■ TASK STATEMENT:
Print the data that follows exactly as it stands, from its first line through the line containing "impl std::fmt::Display for", and stop there.

■ DATASET EXTRACT:
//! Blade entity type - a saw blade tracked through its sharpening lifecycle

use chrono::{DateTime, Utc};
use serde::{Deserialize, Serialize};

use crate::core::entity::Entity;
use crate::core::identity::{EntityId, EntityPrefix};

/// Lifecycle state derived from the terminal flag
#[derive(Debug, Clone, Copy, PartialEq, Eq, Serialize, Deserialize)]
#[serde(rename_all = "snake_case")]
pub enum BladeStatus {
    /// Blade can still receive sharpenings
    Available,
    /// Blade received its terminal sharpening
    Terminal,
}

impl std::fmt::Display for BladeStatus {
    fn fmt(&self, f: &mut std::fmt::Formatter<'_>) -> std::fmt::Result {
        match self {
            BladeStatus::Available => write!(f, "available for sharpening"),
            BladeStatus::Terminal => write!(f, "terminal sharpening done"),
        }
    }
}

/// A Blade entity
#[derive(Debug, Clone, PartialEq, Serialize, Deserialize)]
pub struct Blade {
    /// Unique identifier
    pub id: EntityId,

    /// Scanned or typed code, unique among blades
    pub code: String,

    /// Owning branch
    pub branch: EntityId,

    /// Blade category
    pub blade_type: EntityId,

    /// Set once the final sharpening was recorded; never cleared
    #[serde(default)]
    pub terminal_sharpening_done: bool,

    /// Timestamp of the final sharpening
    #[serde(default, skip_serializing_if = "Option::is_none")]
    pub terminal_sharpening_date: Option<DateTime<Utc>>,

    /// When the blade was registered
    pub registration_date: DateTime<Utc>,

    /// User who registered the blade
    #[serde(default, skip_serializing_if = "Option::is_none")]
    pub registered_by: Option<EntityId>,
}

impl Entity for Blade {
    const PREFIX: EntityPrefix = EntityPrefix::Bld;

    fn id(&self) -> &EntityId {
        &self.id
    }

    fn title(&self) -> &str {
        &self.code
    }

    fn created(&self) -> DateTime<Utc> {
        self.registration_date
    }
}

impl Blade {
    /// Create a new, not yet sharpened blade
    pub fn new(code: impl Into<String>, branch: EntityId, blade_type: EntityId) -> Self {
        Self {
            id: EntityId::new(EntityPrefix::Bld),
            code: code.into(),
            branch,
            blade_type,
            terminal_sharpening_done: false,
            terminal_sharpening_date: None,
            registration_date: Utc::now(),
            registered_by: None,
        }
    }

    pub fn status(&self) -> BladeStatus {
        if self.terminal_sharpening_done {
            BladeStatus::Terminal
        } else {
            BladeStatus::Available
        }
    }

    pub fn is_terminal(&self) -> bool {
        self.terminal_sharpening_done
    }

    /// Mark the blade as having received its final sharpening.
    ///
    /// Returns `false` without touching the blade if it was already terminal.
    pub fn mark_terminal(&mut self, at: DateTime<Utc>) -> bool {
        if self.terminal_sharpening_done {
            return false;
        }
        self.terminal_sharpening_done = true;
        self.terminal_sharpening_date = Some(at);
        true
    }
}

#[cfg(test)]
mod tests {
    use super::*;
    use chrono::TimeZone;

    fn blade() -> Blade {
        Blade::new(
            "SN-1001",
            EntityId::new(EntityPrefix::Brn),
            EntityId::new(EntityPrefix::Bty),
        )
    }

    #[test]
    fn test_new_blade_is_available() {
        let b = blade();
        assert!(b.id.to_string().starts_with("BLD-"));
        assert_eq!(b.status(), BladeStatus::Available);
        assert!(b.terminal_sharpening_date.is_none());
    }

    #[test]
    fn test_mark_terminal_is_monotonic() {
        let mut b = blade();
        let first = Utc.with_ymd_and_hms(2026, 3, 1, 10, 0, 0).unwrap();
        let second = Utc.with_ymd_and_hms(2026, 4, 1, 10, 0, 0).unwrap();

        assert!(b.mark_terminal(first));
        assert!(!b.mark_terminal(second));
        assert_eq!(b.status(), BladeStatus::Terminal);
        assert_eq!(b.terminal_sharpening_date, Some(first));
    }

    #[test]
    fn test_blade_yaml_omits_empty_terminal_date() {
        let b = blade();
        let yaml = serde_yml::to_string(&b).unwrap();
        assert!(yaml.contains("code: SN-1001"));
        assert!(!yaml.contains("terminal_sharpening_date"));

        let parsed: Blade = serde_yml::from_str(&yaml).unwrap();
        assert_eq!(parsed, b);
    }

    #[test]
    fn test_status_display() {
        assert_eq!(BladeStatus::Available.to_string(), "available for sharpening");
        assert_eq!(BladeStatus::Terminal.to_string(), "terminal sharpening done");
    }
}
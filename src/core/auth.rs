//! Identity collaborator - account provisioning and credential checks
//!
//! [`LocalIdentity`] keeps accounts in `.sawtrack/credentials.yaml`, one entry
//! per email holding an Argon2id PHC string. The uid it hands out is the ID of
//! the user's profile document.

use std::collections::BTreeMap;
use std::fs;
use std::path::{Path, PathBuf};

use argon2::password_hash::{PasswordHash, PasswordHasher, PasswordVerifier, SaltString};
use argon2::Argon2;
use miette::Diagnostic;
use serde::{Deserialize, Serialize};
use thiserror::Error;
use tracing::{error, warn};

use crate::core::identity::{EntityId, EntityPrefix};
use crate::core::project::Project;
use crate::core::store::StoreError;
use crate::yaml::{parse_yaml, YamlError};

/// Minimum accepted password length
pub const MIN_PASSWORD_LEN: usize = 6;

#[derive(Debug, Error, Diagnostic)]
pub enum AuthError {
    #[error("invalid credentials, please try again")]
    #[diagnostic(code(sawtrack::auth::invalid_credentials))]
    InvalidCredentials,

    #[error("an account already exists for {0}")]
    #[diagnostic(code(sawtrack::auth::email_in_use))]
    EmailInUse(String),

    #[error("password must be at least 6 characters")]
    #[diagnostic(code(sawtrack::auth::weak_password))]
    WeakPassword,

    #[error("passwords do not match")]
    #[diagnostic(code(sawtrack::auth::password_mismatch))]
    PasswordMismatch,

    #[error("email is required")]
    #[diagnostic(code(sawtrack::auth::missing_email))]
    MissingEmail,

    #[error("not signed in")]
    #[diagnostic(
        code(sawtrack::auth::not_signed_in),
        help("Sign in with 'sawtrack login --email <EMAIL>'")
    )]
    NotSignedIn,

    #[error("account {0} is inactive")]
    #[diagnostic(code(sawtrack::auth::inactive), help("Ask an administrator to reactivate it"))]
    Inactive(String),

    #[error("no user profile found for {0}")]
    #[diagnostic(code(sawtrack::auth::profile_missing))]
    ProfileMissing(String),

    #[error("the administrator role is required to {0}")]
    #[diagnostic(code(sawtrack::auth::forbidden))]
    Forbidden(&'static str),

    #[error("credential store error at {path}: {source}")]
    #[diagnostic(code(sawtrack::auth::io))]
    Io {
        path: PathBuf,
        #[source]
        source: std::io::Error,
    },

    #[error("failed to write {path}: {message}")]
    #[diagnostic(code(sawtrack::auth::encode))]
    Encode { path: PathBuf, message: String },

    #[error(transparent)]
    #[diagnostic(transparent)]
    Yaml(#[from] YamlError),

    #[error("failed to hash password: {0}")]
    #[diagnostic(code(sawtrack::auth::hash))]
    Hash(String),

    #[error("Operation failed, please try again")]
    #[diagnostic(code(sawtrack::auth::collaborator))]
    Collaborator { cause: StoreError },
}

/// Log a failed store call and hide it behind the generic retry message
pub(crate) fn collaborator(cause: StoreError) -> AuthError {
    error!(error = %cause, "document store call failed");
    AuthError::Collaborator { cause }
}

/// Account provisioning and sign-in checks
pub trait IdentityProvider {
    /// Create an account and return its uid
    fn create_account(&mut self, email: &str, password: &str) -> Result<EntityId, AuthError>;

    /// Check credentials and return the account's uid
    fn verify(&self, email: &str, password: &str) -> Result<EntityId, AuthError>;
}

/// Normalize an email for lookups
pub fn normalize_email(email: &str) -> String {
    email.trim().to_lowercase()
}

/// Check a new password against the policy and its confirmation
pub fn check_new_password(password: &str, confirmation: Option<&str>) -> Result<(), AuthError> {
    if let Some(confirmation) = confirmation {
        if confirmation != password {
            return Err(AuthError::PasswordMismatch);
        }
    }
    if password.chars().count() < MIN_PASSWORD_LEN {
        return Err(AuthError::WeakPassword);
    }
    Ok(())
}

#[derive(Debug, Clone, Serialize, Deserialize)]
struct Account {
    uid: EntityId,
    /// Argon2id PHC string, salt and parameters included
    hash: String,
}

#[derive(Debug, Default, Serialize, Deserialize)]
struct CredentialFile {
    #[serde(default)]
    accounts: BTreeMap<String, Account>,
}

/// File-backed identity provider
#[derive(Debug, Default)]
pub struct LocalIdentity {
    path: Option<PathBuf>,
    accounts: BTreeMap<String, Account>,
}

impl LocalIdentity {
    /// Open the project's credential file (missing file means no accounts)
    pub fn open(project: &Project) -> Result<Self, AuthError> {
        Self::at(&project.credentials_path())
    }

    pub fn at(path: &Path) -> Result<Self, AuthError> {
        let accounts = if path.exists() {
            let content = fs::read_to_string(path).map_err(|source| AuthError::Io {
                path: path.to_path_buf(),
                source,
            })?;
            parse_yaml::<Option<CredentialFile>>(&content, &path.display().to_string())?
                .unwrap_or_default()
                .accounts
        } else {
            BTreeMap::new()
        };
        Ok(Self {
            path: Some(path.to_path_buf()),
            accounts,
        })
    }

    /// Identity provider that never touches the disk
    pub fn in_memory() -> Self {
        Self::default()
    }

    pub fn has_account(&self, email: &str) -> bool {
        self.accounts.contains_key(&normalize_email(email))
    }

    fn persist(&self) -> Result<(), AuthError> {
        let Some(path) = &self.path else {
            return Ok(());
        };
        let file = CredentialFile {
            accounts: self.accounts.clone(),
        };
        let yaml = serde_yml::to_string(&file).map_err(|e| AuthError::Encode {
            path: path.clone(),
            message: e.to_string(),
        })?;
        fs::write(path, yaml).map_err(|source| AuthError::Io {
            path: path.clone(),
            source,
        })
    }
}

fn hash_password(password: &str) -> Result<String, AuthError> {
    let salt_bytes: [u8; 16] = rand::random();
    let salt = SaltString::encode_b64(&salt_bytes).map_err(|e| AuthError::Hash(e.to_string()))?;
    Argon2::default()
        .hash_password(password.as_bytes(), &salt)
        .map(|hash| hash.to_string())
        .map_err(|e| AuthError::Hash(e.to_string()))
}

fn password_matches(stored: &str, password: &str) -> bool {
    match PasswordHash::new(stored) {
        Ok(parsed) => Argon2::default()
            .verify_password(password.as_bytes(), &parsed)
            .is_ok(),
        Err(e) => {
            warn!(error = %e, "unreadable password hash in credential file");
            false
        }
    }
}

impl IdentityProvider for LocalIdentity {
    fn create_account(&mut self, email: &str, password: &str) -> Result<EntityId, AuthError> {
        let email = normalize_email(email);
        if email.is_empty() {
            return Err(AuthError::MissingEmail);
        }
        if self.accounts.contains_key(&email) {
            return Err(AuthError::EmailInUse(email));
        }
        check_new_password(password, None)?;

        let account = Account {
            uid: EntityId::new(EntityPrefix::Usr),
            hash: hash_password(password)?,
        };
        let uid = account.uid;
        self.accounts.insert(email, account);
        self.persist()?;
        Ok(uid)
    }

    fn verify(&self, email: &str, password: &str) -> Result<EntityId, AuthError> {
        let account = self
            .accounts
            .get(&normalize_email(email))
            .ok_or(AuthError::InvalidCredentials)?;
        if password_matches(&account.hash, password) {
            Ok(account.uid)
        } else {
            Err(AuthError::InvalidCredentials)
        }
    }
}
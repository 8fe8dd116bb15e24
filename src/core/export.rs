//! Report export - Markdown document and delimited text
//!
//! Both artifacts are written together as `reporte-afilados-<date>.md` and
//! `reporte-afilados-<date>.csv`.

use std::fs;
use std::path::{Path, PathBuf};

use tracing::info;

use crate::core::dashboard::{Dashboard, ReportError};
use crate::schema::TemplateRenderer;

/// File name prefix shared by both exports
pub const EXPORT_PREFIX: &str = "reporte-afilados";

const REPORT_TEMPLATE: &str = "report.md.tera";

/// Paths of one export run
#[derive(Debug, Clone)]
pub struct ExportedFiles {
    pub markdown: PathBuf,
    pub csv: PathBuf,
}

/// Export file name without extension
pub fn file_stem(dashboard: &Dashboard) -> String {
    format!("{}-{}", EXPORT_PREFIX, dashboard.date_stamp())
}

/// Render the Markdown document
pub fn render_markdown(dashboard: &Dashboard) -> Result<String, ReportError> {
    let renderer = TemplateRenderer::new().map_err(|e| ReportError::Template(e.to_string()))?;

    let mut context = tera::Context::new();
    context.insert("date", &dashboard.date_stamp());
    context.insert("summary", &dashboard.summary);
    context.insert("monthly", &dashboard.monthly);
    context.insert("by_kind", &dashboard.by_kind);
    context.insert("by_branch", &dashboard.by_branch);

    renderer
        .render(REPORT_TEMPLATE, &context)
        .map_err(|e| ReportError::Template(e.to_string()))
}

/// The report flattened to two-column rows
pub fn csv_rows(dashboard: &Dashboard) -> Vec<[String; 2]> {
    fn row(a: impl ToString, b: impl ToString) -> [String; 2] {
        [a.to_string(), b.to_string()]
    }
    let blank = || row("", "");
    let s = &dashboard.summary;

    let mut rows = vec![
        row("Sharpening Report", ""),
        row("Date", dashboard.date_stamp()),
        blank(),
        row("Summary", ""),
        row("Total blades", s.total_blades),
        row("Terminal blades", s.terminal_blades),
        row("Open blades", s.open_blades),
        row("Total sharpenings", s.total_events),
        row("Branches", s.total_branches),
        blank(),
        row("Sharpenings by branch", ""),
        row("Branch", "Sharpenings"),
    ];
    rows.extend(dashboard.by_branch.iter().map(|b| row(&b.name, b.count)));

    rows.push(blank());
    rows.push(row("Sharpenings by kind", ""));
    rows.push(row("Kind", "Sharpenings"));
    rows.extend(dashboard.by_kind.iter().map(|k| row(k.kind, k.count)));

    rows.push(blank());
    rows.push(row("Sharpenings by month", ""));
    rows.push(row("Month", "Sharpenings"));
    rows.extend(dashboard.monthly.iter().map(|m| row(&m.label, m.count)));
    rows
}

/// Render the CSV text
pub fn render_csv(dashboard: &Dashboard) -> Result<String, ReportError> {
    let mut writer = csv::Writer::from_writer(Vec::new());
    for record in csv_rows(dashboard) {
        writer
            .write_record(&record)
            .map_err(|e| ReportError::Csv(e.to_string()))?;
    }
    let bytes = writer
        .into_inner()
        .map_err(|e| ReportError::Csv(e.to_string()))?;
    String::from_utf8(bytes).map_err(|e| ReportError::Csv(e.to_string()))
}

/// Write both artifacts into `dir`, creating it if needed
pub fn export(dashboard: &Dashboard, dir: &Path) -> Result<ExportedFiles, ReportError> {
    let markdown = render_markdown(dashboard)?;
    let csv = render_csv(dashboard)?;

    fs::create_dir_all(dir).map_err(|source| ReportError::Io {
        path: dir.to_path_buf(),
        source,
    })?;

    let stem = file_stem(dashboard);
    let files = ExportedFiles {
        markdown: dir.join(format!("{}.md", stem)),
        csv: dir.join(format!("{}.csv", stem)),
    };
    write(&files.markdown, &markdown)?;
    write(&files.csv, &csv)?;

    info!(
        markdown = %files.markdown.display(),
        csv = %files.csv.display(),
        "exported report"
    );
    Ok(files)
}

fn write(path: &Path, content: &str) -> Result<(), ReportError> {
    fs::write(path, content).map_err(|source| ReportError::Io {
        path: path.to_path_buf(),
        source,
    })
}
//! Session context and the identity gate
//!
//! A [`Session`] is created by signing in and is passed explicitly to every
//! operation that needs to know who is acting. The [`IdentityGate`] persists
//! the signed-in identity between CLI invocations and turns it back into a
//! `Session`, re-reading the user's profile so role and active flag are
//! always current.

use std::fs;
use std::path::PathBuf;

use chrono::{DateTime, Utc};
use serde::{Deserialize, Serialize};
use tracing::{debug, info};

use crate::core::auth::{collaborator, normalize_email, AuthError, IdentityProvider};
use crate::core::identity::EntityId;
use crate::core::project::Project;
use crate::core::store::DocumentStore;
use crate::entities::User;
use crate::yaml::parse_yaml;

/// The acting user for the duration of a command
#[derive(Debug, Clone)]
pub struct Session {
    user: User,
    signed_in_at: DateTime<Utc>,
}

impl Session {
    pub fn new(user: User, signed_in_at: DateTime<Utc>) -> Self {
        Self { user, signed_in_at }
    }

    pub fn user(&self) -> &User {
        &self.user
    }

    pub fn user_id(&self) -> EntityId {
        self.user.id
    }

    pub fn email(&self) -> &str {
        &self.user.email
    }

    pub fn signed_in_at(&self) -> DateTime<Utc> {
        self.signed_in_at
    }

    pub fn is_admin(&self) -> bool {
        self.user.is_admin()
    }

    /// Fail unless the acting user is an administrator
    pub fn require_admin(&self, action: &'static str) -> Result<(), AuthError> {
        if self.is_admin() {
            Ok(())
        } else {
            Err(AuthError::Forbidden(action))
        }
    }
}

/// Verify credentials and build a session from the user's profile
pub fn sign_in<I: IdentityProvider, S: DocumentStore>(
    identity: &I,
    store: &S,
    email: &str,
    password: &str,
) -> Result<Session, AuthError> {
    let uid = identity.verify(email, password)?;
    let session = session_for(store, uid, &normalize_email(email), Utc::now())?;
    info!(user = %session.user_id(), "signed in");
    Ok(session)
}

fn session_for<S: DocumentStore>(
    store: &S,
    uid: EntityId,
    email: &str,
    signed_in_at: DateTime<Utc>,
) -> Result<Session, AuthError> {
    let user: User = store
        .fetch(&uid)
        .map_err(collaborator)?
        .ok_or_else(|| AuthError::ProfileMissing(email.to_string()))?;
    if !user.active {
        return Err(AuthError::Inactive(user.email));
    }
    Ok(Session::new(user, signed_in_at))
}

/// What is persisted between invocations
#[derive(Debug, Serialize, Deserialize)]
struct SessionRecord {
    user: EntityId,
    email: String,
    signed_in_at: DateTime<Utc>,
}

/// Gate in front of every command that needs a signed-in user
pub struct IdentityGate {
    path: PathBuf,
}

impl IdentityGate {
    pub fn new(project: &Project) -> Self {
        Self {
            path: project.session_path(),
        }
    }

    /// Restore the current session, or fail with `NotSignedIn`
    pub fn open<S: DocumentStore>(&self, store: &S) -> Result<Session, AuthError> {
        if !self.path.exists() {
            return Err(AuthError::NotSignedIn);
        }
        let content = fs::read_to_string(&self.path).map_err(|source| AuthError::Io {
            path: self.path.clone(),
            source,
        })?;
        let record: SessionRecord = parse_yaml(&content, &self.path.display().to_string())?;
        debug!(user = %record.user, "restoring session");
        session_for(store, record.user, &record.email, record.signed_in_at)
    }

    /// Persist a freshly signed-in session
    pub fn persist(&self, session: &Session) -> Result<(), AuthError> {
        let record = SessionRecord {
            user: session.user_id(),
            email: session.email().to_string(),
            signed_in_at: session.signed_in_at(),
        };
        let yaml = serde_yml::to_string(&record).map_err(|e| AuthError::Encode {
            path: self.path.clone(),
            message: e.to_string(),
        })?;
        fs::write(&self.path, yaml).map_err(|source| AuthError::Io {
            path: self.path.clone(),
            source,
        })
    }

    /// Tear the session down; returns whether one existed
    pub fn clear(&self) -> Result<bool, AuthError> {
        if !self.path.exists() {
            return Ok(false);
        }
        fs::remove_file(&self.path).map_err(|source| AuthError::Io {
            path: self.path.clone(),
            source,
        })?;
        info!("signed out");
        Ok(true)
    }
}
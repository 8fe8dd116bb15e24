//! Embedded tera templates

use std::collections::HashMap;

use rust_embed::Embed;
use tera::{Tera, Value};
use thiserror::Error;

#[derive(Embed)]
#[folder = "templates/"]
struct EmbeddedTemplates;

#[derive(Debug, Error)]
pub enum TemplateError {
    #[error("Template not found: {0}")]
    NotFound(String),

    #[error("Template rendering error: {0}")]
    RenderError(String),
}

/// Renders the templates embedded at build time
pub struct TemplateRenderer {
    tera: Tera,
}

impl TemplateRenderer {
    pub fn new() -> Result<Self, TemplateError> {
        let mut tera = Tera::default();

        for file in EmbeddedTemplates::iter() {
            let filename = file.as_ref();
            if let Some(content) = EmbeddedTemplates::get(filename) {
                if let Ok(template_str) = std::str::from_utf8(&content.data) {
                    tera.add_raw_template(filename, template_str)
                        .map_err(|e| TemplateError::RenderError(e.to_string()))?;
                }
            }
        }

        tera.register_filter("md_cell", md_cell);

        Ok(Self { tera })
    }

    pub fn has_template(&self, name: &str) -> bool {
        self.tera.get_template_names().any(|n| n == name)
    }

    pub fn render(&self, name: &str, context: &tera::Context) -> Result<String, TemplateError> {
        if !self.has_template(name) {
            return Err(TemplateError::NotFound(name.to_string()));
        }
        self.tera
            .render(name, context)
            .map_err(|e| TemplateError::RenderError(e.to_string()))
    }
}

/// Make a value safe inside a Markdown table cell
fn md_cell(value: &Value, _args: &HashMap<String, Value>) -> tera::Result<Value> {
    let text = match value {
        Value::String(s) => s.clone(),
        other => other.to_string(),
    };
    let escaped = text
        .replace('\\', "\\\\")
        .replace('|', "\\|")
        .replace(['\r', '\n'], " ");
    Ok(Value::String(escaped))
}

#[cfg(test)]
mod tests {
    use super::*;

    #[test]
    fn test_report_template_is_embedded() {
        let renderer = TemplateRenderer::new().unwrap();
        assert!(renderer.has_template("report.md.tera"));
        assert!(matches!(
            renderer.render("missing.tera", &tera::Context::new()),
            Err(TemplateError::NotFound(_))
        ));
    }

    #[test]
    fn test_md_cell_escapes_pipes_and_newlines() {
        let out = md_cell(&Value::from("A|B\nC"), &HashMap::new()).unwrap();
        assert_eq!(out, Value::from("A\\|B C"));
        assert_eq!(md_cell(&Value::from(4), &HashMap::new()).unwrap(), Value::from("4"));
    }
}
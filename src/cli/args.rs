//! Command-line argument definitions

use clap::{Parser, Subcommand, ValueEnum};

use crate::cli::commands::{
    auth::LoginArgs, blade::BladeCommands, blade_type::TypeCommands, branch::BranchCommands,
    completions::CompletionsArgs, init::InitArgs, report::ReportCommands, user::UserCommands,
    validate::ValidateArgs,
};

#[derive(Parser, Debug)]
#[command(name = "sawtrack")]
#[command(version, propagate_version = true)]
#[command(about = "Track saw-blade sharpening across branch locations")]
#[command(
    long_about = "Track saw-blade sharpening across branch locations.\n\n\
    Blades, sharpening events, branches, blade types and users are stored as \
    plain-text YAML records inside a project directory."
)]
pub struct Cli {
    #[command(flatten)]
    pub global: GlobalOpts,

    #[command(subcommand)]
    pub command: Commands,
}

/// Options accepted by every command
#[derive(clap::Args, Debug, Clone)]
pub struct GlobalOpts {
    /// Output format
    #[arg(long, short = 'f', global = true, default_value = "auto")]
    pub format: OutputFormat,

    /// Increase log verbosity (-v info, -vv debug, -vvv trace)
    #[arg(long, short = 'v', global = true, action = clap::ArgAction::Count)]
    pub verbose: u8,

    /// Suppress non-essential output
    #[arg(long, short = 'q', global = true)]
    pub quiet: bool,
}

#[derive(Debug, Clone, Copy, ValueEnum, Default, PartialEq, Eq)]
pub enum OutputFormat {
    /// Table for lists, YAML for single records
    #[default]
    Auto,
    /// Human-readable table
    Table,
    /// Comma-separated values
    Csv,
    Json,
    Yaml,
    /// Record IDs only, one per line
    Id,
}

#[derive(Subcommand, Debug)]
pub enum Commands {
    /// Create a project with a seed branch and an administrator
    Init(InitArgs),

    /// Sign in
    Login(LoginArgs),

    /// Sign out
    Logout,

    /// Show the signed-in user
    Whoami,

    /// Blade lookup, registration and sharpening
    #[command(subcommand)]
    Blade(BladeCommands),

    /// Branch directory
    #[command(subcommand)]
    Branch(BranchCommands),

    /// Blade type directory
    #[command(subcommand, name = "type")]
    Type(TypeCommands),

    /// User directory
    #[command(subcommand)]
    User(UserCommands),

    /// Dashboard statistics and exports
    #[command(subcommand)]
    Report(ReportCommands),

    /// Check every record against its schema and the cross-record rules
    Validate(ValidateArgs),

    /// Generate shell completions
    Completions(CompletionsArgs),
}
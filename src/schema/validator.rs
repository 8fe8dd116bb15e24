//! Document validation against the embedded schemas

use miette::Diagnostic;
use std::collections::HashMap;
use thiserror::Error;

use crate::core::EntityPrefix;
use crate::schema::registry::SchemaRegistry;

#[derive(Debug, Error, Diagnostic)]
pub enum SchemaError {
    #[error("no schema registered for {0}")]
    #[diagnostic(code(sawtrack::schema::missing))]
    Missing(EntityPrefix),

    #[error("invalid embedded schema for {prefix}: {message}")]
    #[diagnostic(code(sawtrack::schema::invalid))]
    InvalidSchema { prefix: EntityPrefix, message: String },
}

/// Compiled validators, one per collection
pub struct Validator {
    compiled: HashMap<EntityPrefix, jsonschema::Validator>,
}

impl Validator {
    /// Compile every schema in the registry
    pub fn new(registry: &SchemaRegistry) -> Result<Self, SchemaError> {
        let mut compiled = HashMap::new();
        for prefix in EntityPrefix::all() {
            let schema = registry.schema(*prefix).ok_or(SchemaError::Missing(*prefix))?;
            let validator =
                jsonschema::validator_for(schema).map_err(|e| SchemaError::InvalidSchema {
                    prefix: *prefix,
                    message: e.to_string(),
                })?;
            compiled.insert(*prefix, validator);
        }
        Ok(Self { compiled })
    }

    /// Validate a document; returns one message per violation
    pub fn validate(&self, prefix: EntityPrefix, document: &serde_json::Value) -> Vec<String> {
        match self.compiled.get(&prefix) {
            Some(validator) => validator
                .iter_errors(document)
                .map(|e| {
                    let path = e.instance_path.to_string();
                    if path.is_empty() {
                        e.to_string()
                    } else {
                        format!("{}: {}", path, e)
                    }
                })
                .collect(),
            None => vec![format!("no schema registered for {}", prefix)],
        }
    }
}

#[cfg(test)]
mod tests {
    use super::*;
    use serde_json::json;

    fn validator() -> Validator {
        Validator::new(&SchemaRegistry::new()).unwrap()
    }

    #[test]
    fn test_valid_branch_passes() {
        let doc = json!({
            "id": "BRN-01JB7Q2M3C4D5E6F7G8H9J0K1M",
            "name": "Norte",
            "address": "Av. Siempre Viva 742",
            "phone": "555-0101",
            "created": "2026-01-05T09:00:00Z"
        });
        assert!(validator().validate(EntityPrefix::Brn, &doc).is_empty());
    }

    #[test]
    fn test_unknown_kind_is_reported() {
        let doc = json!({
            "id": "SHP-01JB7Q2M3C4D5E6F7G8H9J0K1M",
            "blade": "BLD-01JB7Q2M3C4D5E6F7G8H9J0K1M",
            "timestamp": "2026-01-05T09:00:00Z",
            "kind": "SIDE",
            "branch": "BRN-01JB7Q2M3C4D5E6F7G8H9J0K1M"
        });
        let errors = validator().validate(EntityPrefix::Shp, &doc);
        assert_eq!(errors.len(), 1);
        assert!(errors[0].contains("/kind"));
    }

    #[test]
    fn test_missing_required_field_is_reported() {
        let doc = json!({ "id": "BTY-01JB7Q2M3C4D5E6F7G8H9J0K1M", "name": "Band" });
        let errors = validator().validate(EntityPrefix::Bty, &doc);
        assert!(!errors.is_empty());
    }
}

■ WRITTEN RESPONSE:
//! Blade entity type - a saw blade tracked through its sharpening lifecycle

use chrono::{DateTime, Utc};
use serde::{Deserialize, Serialize};

use crate::core::entity::Entity;
use crate::core::identity::{EntityId, EntityPrefix};

/// Lifecycle state derived from the terminal flag
#[derive(Debug, Clone, Copy, PartialEq, Eq, Serialize, Deserialize)]
#[serde(rename_all = "snake_case")]
pub enum BladeStatus {
    /// Blade can still receive sharpenings
    Available,
    /// Blade received its terminal sharpening
    Terminal,
}

impl std::fmt::Display for BladeStatus {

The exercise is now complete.